[jira] Commented: (HADOOP-1489) Input file get truncated for text files with \r\n

Hairong Kuang (JIRA) Thu, 14 Jun 2007 13:44:55 -0700

    [ 
https://issues.apache.org/jira/browse/HADOOP-1489?page=com.atlassian.jira.plugin.system.issuetabpanels:comment-tabpanel#action_12504908
 ]


Hairong Kuang commented on HADOOP-1489:
---------------------------------------

This is a good one and very subtle too.

The problem is caused by using an external buffer for checksum verification. So 
FSInputChecker requires the amount of data read should be at least 
bytesPerCheccksum, which makes sure that no checksum verified data are read.

We use Java's BufferedInputStream to implement the external buffer and 
guranteens that the buffer size is at least bytePerChecksum.
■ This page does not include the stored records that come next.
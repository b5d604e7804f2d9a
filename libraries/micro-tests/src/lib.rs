//! Self-registering unit tests.
//!
//! Tests are plain functions annotated with [`micro_test`]. Each one places a
//! record in a dedicated link section, so the final executable knows every test
//! it was linked with and no central list has to be maintained.
//!
//! ```ignore
//! use micro_tests::{ensure_eq, micro_test, TestResult};
//!
//! #[micro_test(base_tests)]
//! fn simple_assert_eq() -> TestResult {
//!     ensure_eq!(1 + 1, 2);
//!     Ok(())
//! }
//!
//! micro_tests::test_main!();
//! ```

pub use test_catalog::{
    Catalog, Failure, FailureLocation, Filter, SourcePosition, TestDesc, TestRecord, TestResult,
};
pub use test_harness::{
    execute, help_text, list_tests, parse_args, run, run_concurrent, run_config, run_sequential,
    run_with, ArgsError, Exit, IOutput, Mode, Reporter, RunConfig, RunSummary, Scheduler,
    StdOutput, DEFAULT_THREADS,
};
pub use test_macros::micro_test;

pub const MAJOR: u32 = 0;
pub const MINOR: u32 = 1;

#[doc(hidden)]
pub mod __private {
    pub use test_catalog::{SourcePosition, TestDesc, TestRecord};

    use std::borrow::Cow;

    use crate::Failure;

    /// Build the failure of an assertion and print its diagnostic to stderr.
    pub fn failed(file: &'static str, line: u32, message: impl Into<Cow<'static, str>>) -> Failure {
        let failure = Failure::at(file, line, message);

        std::eprintln!("{}", diagnostic(&failure));

        failure
    }

    pub fn diagnostic(failure: &Failure) -> String {
        format!("error: {}", failure)
    }
}

/// Fail the current test unless `cond` holds.
#[macro_export]
macro_rules! ensure {
    ($cond:expr $(,)?) => {
        if !$cond {
            return ::core::result::Result::Err($crate::__private::failed(
                ::core::file!(),
                ::core::line!(),
                ::core::concat!("failed assertion: ", ::core::stringify!($cond)),
            ));
        }
    };
}

/// Fail the current test unless `a == b`.
#[macro_export]
macro_rules! ensure_eq {
    ($a:expr, $b:expr $(,)?) => {
        match (&$a, &$b) {
            (a, b) => {
                if !(*a == *b) {
                    return ::core::result::Result::Err($crate::__private::failed(
                        ::core::file!(),
                        ::core::line!(),
                        ::core::concat!(
                            "failed expect equal: ",
                            ::core::stringify!($a),
                            " and ",
                            ::core::stringify!($b)
                        ),
                    ));
                }
            }
        }
    };
}

/// Fail the current test if `a == b`.
#[macro_export]
macro_rules! ensure_ne {
    ($a:expr, $b:expr $(,)?) => {
        match (&$a, &$b) {
            (a, b) => {
                if *a == *b {
                    return ::core::result::Result::Err($crate::__private::failed(
                        ::core::file!(),
                        ::core::line!(),
                        ::core::concat!(
                            "failed expect not equal: ",
                            ::core::stringify!($a),
                            " and ",
                            ::core::stringify!($b)
                        ),
                    ));
                }
            }
        }
    };
}

/// End the current test successfully.
#[macro_export]
macro_rules! pass {
    () => {
        return ::core::result::Result::Ok(())
    };
}

/// End the current test with a failure.
#[macro_export]
macro_rules! fail {
    () => {
        return ::core::result::Result::Err($crate::__private::failed(
            ::core::file!(),
            ::core::line!(),
            "test failed",
        ))
    };
    ($($arg:tt)+) => {
        return ::core::result::Result::Err($crate::__private::failed(
            ::core::file!(),
            ::core::line!(),
            ::std::format!($($arg)+),
        ))
    };
}

/// Define `fn main` running every test linked into the executable.
#[macro_export]
macro_rules! test_main {
    () => {
        #[cfg_attr(test, allow(dead_code))]
        fn main() -> ::std::process::ExitCode {
            $crate::run(::std::env::args()).into()
        }
    };
}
However, in order 
to support mark() in BufferedInputStream, BufferedInputStream sometimes may 
expand its buffer size and issue read that asks for bytes which are less than 
bytesPerChecksum. Therefore, we get the problem described in this jira.

The proposal in HADOOP-1470 is to verify checksum using an internal buffer.  So 
the buffer size restriction will no longer be required.  Hence a patch to 
HADOOP-1470 will also resolve this issue.

An alternative quick fix is to overide markSupported() in 
FSDataInputStream.Buffer so that it returns false.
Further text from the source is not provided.